- **WHAT YOU HAVE TO DO**
The expected answer is every line from the material below that has the word "HashMap".

▬▬▬

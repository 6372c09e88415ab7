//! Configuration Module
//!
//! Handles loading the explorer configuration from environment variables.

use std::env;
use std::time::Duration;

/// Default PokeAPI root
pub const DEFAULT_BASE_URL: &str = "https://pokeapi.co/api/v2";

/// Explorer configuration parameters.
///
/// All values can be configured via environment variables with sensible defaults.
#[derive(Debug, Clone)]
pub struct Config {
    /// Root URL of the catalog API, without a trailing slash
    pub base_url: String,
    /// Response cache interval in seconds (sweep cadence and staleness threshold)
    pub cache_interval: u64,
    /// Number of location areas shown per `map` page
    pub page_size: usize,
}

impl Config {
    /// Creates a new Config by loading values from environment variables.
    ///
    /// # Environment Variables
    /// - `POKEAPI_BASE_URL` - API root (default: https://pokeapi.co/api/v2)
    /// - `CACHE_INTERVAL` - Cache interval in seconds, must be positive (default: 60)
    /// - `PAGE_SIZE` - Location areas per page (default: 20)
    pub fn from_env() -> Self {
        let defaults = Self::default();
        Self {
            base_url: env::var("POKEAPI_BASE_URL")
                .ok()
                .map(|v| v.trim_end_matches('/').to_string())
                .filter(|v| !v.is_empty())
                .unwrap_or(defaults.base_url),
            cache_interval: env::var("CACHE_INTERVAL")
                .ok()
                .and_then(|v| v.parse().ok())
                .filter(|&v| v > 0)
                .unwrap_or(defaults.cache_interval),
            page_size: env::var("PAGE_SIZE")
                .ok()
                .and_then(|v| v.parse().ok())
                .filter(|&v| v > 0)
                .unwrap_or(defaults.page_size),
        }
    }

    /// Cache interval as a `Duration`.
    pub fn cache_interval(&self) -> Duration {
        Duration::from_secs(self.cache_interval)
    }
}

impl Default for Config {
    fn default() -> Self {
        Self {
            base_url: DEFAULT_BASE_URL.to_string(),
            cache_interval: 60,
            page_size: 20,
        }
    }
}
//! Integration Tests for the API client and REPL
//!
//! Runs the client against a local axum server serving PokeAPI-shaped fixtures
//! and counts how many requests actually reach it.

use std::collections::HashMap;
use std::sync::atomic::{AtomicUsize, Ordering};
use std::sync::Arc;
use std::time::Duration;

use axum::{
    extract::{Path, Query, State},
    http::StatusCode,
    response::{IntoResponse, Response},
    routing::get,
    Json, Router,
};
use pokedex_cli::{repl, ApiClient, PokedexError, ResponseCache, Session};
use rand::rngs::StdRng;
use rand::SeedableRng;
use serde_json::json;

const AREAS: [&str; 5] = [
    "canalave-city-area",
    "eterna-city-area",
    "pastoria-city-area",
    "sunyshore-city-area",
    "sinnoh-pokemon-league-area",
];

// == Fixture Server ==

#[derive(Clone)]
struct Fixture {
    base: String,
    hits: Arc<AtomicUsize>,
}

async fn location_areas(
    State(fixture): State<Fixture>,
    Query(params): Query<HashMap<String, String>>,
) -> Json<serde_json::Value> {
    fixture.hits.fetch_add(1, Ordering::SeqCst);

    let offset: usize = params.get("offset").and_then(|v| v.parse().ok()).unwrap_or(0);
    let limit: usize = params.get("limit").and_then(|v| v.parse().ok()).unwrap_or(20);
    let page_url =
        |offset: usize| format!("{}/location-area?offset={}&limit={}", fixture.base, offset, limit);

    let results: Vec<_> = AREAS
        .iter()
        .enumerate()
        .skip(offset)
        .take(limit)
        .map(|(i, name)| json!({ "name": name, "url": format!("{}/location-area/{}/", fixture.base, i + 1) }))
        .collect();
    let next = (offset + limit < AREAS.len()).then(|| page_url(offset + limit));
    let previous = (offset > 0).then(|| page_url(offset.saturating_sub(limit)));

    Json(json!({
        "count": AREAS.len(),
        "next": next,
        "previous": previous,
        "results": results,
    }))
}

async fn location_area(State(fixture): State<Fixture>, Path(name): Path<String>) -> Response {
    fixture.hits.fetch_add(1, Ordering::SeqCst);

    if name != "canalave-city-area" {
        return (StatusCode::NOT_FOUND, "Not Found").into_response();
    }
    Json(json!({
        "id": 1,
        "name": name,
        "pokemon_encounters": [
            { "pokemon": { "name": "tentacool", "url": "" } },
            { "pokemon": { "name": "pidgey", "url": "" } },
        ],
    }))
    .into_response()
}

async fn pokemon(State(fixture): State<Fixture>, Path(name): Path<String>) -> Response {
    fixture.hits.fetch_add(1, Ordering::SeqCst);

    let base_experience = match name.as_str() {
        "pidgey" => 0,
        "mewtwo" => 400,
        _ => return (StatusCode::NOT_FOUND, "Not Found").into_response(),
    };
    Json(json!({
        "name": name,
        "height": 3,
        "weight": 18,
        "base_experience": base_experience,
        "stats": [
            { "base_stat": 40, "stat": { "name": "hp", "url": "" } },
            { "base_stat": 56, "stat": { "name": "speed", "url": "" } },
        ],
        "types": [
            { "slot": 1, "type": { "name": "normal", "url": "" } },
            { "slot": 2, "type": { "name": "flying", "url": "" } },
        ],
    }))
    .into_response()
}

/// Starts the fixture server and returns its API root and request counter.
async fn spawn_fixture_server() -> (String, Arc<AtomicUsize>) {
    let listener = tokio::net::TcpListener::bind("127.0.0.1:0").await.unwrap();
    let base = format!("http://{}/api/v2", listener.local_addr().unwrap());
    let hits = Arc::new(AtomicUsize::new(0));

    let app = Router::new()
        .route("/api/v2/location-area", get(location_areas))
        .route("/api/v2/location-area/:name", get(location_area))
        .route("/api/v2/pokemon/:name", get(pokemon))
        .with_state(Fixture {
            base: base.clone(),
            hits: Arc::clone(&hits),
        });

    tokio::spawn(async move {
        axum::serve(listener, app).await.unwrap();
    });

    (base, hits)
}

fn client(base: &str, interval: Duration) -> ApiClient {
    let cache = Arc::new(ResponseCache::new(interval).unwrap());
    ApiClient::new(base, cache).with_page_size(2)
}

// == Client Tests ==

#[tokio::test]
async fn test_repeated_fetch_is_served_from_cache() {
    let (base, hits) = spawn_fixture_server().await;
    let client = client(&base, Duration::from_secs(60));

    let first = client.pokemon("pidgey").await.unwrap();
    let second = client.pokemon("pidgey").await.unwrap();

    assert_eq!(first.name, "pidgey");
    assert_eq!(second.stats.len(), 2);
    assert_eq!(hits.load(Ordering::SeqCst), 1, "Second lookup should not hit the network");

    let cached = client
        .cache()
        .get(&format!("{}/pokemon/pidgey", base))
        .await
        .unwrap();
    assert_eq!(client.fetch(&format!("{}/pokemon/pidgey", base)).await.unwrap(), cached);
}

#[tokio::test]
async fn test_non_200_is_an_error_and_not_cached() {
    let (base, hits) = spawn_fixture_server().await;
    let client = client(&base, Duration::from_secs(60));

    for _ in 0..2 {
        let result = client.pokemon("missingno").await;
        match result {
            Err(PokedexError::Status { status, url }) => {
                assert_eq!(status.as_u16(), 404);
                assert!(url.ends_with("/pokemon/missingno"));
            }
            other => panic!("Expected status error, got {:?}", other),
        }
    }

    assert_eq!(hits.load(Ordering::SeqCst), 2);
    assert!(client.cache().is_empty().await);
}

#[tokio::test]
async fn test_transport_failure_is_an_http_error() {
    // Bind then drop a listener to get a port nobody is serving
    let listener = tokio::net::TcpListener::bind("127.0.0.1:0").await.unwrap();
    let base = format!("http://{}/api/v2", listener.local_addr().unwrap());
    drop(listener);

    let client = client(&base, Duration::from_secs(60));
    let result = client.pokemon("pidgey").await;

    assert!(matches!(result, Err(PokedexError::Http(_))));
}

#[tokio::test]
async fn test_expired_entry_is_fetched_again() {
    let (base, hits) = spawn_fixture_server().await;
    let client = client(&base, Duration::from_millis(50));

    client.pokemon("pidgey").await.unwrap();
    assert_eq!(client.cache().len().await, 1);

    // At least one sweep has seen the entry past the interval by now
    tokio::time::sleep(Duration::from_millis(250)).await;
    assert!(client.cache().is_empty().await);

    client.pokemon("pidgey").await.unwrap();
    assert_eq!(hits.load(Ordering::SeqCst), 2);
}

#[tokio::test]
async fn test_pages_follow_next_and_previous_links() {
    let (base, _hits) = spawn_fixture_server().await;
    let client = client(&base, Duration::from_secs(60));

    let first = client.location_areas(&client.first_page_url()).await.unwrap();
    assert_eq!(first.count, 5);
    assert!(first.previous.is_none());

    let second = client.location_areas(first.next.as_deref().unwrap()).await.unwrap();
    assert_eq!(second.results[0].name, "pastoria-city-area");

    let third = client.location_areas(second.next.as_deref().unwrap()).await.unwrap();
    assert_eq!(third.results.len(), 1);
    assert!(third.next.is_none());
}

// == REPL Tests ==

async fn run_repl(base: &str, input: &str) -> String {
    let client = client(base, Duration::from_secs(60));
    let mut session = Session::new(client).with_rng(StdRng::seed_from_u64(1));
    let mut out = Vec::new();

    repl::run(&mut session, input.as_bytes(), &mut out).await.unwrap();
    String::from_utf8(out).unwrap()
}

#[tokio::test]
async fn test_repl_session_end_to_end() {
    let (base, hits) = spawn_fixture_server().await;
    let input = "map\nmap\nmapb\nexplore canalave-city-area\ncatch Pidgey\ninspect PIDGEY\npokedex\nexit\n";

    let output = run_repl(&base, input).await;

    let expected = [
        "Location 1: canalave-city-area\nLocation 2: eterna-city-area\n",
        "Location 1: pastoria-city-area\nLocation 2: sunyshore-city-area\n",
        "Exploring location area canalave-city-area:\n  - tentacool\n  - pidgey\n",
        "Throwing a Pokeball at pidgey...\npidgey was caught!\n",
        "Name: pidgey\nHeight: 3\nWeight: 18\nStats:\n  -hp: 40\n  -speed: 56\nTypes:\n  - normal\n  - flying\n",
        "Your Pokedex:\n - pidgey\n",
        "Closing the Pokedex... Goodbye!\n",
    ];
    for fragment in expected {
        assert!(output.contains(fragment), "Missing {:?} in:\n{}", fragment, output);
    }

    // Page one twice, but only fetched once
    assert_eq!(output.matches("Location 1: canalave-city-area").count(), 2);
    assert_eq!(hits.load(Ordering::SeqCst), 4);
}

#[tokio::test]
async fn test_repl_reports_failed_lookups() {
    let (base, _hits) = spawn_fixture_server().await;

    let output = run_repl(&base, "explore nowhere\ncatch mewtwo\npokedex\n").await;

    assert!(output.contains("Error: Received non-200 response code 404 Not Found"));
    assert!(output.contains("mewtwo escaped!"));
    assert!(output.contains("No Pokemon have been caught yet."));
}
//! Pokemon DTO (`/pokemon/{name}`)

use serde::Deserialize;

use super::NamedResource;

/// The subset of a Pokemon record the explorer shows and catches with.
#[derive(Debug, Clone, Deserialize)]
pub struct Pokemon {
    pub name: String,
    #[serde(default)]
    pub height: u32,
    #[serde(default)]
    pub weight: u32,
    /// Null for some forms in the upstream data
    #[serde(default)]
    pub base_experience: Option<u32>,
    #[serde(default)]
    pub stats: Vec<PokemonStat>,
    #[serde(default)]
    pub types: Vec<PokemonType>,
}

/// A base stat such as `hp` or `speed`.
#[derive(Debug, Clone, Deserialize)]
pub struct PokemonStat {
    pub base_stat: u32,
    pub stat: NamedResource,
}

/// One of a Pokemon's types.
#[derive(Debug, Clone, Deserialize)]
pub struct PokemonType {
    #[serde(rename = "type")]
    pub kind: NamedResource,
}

▬▬▬

- **FINISHED TASK**
use std::collections::HashMap;
    Query(params): Query<HashMap<String, String>>,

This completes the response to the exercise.